- TASK OBJECTIVE -
Wherever the word "CryptographySuite" occurs in the lines below, copy the whole line.

- EXERCISE INPUTS -
use crate::capability::{HostCapability, INBOUND_FILTER_BUILD, UI_LOCK_BUILD};
use crate::document;
use crate::error::CoreError;
use crate::model::{
    AuthMethod, CryptographySuite, DomainNameInformation, FilterDirection, ManagedProfile,
    PROTOCOL_TCP, PROTOCOL_UDP, Profile, ProfileClass, Route, RoutingPolicy, RuntimeAttributes,
    TrafficFilter, VpnStrategy,
};
use crate::settings::{FilterSetting, ProfileSettings};

pub use routes::RouteCache;

pub const MTU_MIN: u32 = 576;
pub const MTU_MAX: u32 = 1400;
pub const METRIC_MAX: u32 = 9999;

#[derive(Debug, Clone, Copy, PartialEq, Eq, Serialize, Deserialize, strum::Display)]
#[serde(rename_all = "snake_case")]
#[strum(serialize_all = "snake_case")]
pub enum Severity {
    Warning,
    Failure,
}

#[derive(Debug, Clone, PartialEq, Eq, Serialize, Deserialize)]
pub struct GenerationIssue {
    pub severity: Severity,
    pub message: String,
}

impl GenerationIssue {
    pub fn warning(message: impl Into<String>) -> Self {
        Self {
            severity: Severity::Warning,
            message: message.into(),
        }
    }

    pub fn failure(message: impl Into<String>) -> Self {
        Self {
            severity: Severity::Failure,
            message: message.into(),
        }
    }

    fn downgraded(self) -> Self {
        Self::warning(self.message)
    }
}

impl fmt::Display for GenerationIssue {
    fn fmt(&self, f: &mut fmt::Formatter<'_>) -> fmt::Result {
        write!(f, "{}: {}", self.severity, self.message)
    }
}

/// Result of one generation pass. `document` is `None` exactly when there
/// are failures.
#[derive(Debug, Clone, Serialize)]
pub struct GenerationOutcome {
    pub name: String,
    pub class: ProfileClass,
    pub document: Option<String>,
    #[serde(skip_serializing_if = "Option::is_none")]
    pub profile: Option<Profile>,
    pub attributes: RuntimeAttributes,
    pub warnings: Vec<GenerationIssue>,
    pub failures: Vec<GenerationIssue>,
}
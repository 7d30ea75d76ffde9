// ── Profile aggregate ──
//
// One logical VPN profile, rebuilt from whichever representation is at
// hand: the desired-state document, the document the bridge reports, or the
// bridge document overlaid with values only the phonebook carries. All
// three share one equality contract so they can be compared directly.
//
// Parsing never fails. Problems accumulate in `load_error` and the profile
// keeps every value that could be read.

use std::fmt;

use indexmap::IndexMap;
use serde::{Deserialize, Serialize};
use tunnelward_api::PhonebookSection;

use super::common::{AuthMethod, NativeProtocol, ProfileSource, RoutingPolicy};
use super::crypto::CryptographySuite;
use super::dni::DomainNameInformation;
use super::filter::TrafficFilter;
use super::route::Route;
use crate::document::{self, DocumentError, Element};
use crate::phonebook::PhonebookOverlay;

pub const ROOT: &str = "VPNProfile";

#[derive(Debug, Clone, Serialize, Deserialize)]
#[allow(clippy::struct_excessive_bools)]
pub struct Profile {
    pub name: String,
    pub source: ProfileSource,

    pub always_on: bool,
    /// Reported by the phonebook; mirrors `always_on` for document sources.
    pub always_on_capable: bool,
    pub remember_credentials: bool,
    pub dns_suffixes: Vec<String>,
    pub trusted_networks: Vec<String>,
    pub disable_advanced_options_edit_button: bool,
    pub disable_disconnect_button: bool,
    pub device_tunnel: bool,
    pub register_dns: bool,

    pub proxy_pac_url: Option<String>,
    pub proxy_server: Option<String>,

    pub device_compliance_enabled: bool,
    pub device_compliance_sso_enabled: bool,
    pub device_compliance_sso_eku: Option<String>,
    pub device_compliance_sso_issuer_hash: Vec<String>,

    pub domain_name_information: Vec<DomainNameInformation>,
    pub traffic_filters: Vec<TrafficFilter>,

    // ── NativeProfile ──
    pub servers: Vec<String>,
    pub routing_policy: RoutingPolicy,
    pub native_protocol: NativeProtocol,
    pub cryptography_suite: Option<CryptographySuite>,
    pub auth_method: Option<AuthMethod>,
    /// Compact canonical XML of the EAP `<Configuration>` body.
    pub eap_configuration: Option<String>,
    pub disable_class_based_default_route: bool,

    pub routes: Vec<Route>,

    /// Everything that went wrong while rebuilding this profile. Not part
    /// of equality.
    #[serde(default, skip_serializing_if = "String::is_empty")]
    pub load_error: String,
}

/// Set equality: same distinct members, ignoring order and repeats.
pub(crate) fn same_set<T: PartialEq>(a: &[T], b: &[T]) -> bool {
    a.iter().all(|x| b.contains(x)) && b.iter().all(|y| a.contains(y))
}

fn split_names(raw: &str) -> Vec<String> {
    let mut out: Vec<String> = raw
        .split([',', ';'])
        .map(|s| s.trim().to_ascii_lowercase())
        .filter(|s| !s.is_empty())
        .collect();
    out.sort();
    out.dedup();
    out
}

fn read_bool(parent: &Element, name: &str, errors: &mut Vec<String>) -> Option<bool> {
    let text = parent.child_text(name)?;
    if text.eq_ignore_ascii_case("true") || text == "1" {
        Some(true)
    } else if text.eq_ignore_ascii_case("false") || text == "0" {
        Some(false)
    } else {
        errors.push(format!("{name}: expected true/false, got '{text}'"));
        None
    }
}

fn read_enum<T: std::str::FromStr>(
    parent: &Element,
    name: &str,
    errors: &mut Vec<String>,
) -> Option<T> {
    let text = parent.child_text(name)?;
    match text.parse() {
        Ok(v) => Some(v),
        Err(_) => {
            errors.push(format!("{name}: unknown value '{text}'"));
            None
        }
    }
}
// Integration tests driving the engine against the in-memory host.

#![allow(clippy::unwrap_used)]

use std::sync::Arc;

use pretty_assertions::assert_eq;
use tokio_util::sync::CancellationToken;
use tunnelward_api::{HostCall, MemoryHost, NetworkBinding};

use tunnelward_core::phonebook::{keys, materialize};
use tunnelward_core::settings::EapSettings;
use tunnelward_core::{
    Engine, EngineConfig, Generator, HostCapability, ManagedProfile, ProfileClass,
    ProfileSettings, RuntimeAttributes, VpnStrategy,
};

// ── Helpers ─────────────────────────────────────────────────────────

const DNI_DOC: &str = "<VPNProfile><AlwaysOn>true</AlwaysOn>\
    <DomainNameInformation><DomainName>.corp.contoso.com</DomainName>\
    <DnsServers>10.0.0.53</DnsServers><AutoTrigger>true</AutoTrigger></DomainNameInformation>\
    <NativeProfile><Servers>vpn.contoso.com</Servers></NativeProfile></VPNProfile>";

fn setup_with(config: EngineConfig) -> (Arc<MemoryHost>, Engine) {
    let memory = Arc::new(MemoryHost::new().with_materializer(materialize));
    let engine = Engine::new(
        tunnelward_api::Host::from_shared(memory.clone()),
        config,
        CancellationToken::new(),
    );
    (memory, engine)
}

fn setup() -> (Arc<MemoryHost>, Engine) {
    setup_with(EngineConfig::immediate())
}

fn user_settings() -> ProfileSettings {
    let mut s = ProfileSettings::new(ProfileClass::User, "Contoso VPN");
    s.external_address = "vpn.contoso.com".into();
    s.include_routes.insert("10.0.0.0/8".into(), "corp".into());
    s.exclude_routes.insert("10.99.0.0/16".into(), String::new());
    s.dns_suffixes = vec!["corp.contoso.com".into()];
    s.trusted_networks = vec!["corp.contoso.com".into()];
    s.interface_metric = Some(3);
    s.network_outage_time = Some(0);
    s.eap = EapSettings {
        trusted_root_thumbprints: vec!["3f".repeat(20)],
        nps_servers: vec!["nps01.corp.contoso.com".into()],
        ..EapSettings::default()
    };
    s
}

fn generated(memory: &Arc<MemoryHost>, settings: &ProfileSettings) -> ManagedProfile {
    let generator = Generator::new(HostCapability::new(19045), memory.clone());
    let outcome = generator.generate(settings);
    assert!(outcome.is_ok(), "{:?}", outcome.failures);
    outcome.into_managed().unwrap()
}

// ── Idempotence ─────────────────────────────────────────────────────

#[test]
fn second_pass_over_identical_state_mutates_nothing() {
    let (memory, engine) = setup();
    let update = generated(&memory, &user_settings());

    engine.schedule_upsert(update.clone());
    let first = engine.tick();
    assert_eq!(first.applied.len(), 1);
    assert!(first.applied[0].created);
    assert!(first.applied[0].warnings.is_empty(), "{:?}", first.applied[0].warnings);

    memory.clear_calls();
    engine.schedule_upsert(update);
    let second = engine.tick();
    assert_eq!(second.applied.len(), 1);
    assert!(!second.applied[0].rebuilt);
    assert!(second.applied[0].corrections.is_empty());
    assert_eq!(memory.mutations(), Vec::<HostCall>::new());
}

#[test]
fn drifted_entry_properties_are_corrected_without_rebuild() {
    let (memory, engine) = setup();
    let update = generated(&memory, &user_settings());
    engine.schedule_upsert(update.clone());
    engine.tick();

    memory.edit(|s| {
        let entry = s.current_user.get_mut("Contoso VPN").unwrap();
        entry.properties.vpn_strategy = VpnStrategy::SstpOnly.raw();
        entry.properties.ipv4_interface_metric = 50;
    });
    memory.clear_calls();

    engine.schedule_upsert(update);
    let report = engine.tick();
    let applied = &report.applied[0];
    assert!(!applied.rebuilt);
    assert_eq!(applied.corrections.len(), 2, "{:?}", applied.corrections);
    assert!(memory.mutations().iter().all(|c| matches!(c, HostCall::SetEntry { .. })));

    let entry = memory.snapshot().current_user["Contoso VPN"].properties.clone();
    assert_eq!(entry.vpn_strategy, VpnStrategy::Ikev2First.raw());
    assert_eq!(entry.ipv4_interface_metric, 3);
}

// ── MTU ─────────────────────────────────────────────────────────────

#[test]
fn mtu_drift_applies_once_and_reads_back() {
    let (memory, engine) = setup();
    engine.schedule_upsert(generated(&memory, &user_settings()));
    engine.tick();
    memory.edit(|s| {
        s.interfaces.insert("Contoso VPN".into(), 1500);
    });
    memory.clear_calls();

    assert!(engine.update_mtu("Contoso VPN", 1400).unwrap());
    assert_eq!(engine.tick().pending, 0);

    let mtu_calls: Vec<HostCall> = memory
        .calls()
        .into_iter()
        .filter(|c| matches!(c, HostCall::ReadMtu { .. } | HostCall::ApplyMtu { .. }))
        .collect();
    let read = HostCall::ReadMtu {
        interface: "Contoso VPN".into(),
    };
    assert_eq!(
        mtu_calls,
        vec![
            read.clone(),
            HostCall::ApplyMtu {
                interface: "Contoso VPN".into(),
                mtu: 1400,
            },
            read,
        ]
    );
    assert_eq!(
        memory.mutations(),
        vec![HostCall::ApplyMtu {
            interface: "Contoso VPN".into(),
            mtu: 1400,
        }]
    );
}

// ── Verification ────────────────────────────────────────────────────

#[test]
fn verification_mismatch_is_a_warning_not_a_retry() {
    // The host drops every route from the phonebook on install.
    let memory = Arc::new(MemoryHost::new().with_materializer(|doc: &str| {
        let (scope, mut section) = materialize(doc);
        section.set(keys::NUM_ROUTES, "0");
        (scope, section)
    }));
    let engine = Engine::new(
        tunnelward_api::Host::from_shared(memory.clone()),
        EngineConfig::immediate(),
        CancellationToken::new(),
    );
    engine.schedule_upsert(generated(&memory, &user_settings()));

    let report = engine.tick();
    let applied = &report.applied[0];
    assert!(applied.created);
    assert!(
        applied
            .warnings
            .iter()
            .any(|w| w.contains("does not match after create: Route: ")),
        "{:?}",
        applied.warnings
    );
    assert_eq!(report.pending, 0);
    assert_eq!(engine.managed_names(), vec!["Contoso VPN"]);
}

// ── Deletes and renames ─────────────────────────────────────────────

#[test]
fn delete_of_connected_profile_disconnects_and_cleans_up() {
    let config = EngineConfig {
        allow_updates_while_connected: true,
        ..EngineConfig::immediate()
    };
    let (memory, engine) = setup_with(config);
    engine.schedule_upsert(generated(&memory, &user_settings()));
    engine.tick();

    memory.connect("Contoso VPN");
    memory.script_in_use("Contoso VPN", 2);
    memory.edit(|s| {
        s.bindings.push(NetworkBinding {
            id: "{net-1}".into(),
            profile: "Contoso VPN".into(),
        });
    });

    engine.schedule_delete("Contoso VPN", ProfileClass::User);
    let report = engine.tick();
    assert_eq!(report.applied.len(), 1, "{report:?}");
    assert!(report.applied[0].deleted);
    assert_eq!(report.applied[0].artifacts_cleaned, 1);

    let snapshot = memory.snapshot();
    assert!(snapshot.active.is_empty());
    assert!(snapshot.documents.is_empty());
    assert!(snapshot.bindings.is_empty());
    assert!(snapshot.managed.is_empty());
    assert!(engine.managed_names().is_empty());
}

#[test]
fn configured_name_change_renames_the_managed_profile() {
    let (memory, engine) = setup();
    engine.schedule_upsert(generated(&memory, &user_settings()));
    engine.tick();

    let mut renamed = user_settings();
    renamed.name = "Contoso Corporate".into();
    engine.schedule_upsert(generated(&memory, &renamed));
    let report = engine.tick();
    assert_eq!(report.applied.len(), 1);

    let snapshot = memory.snapshot();
    assert!(!snapshot.documents.contains_key("Contoso VPN"));
    assert!(snapshot.documents.contains_key("Contoso Corporate"));
    assert_eq!(
        snapshot.managed.get("user").map(String::as_str),
        Some("Contoso Corporate")
    );
    assert_eq!(engine.managed_names(), vec!["Contoso Corporate"]);
}

#[test]
fn rename_waits_while_its_source_is_connected() {
    let (memory, engine) = setup();
    engine.schedule_upsert(generated(&memory, &user_settings()));
    engine.tick();
    memory.connect("Contoso VPN");

    let mut renamed = user_settings();
    renamed.name = "Contoso Corporate".into();
    engine.schedule_upsert(generated(&memory, &renamed));
    let report = engine.tick();
    assert!(report.applied.is_empty());
    assert_eq!(report.pending, 1);

    memory.edit(|s| s.active.clear());
    let report = engine.tick();
    assert_eq!(report.applied.len(), 1);
    assert_eq!(report.pending, 0);
}

#[test]
fn state_survives_an_engine_restart() {
    let (memory, engine) = setup();
    engine.schedule_upsert(generated(&memory, &user_settings()));
    engine.tick();
    drop(engine);

    let restarted = Engine::new(
        tunnelward_api::Host::from_shared(memory.clone()),
        EngineConfig::immediate(),
        CancellationToken::new(),
    );
    assert_eq!(restarted.seed_from_state().unwrap(), 1);
    assert_eq!(restarted.managed_names(), vec!["Contoso VPN"]);

    // The adopted profile still takes an MTU change while connected.
    memory.connect("Contoso VPN");
    assert!(restarted.update_mtu("Contoso VPN", 1300).unwrap());
    assert_eq!(memory.snapshot().interfaces.get("Contoso VPN"), Some(&1300));
    assert_eq!(restarted.pending_count(), 0);
}

// ── Service restart ─────────────────────────────────────────────────

#[test]
fn auto_trigger_change_restarts_service_once_connections_drop() {
    let (memory, engine) = setup();
    memory.connect("Someone Else");
    engine.schedule_upsert(ManagedProfile::new(
        "Contoso VPN",
        ProfileClass::User,
        DNI_DOC,
        RuntimeAttributes::default(),
    ));

    let report = engine.tick();
    assert!(report.applied[0].restart_required);
    assert!(!report.restart_issued);
    assert!(engine.restart().is_requested());
    assert!(memory.snapshot().restarts.is_empty());

    memory.edit(|s| s.active.clear());
    let report = engine.tick();
    assert!(report.restart_issued);
    assert_eq!(memory.snapshot().restarts, vec!["RasMan"]);

    let report = engine.tick();
    assert!(!report.restart_issued);
    assert_eq!(memory.snapshot().restarts.len(), 1);
}
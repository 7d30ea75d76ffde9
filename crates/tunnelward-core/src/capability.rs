use serde::{Deserialize, Serialize};

/// First OS build accepting inbound traffic-filter direction.
pub const INBOUND_FILTER_BUILD: u32 = 19041;
/// First OS build honoring the UI-lock button flags.
pub const UI_LOCK_BUILD: u32 = 18362;

/// What the host OS can accept in a profile document.
#[derive(Debug, Clone, Copy, PartialEq, Eq, Serialize, Deserialize)]
pub struct HostCapability {
    pub build: u32,
}

impl Default for HostCapability {
    fn default() -> Self {
        Self { build: 19045 }
    }
}

impl HostCapability {
    pub fn new(build: u32) -> Self {
        Self { build }
    }

    pub fn supports_inbound_filters(self) -> bool {
        self.build >= INBOUND_FILTER_BUILD
    }

    pub fn supports_ui_lock(self) -> bool {
        self.build >= UI_LOCK_BUILD
    }
}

- SOLUTION TO THE PROBLEM -
    AuthMethod, CryptographySuite, DomainNameInformation, FilterDirection, ManagedProfile,
use super::crypto::CryptographySuite;
    pub cryptography_suite: Option<CryptographySuite>,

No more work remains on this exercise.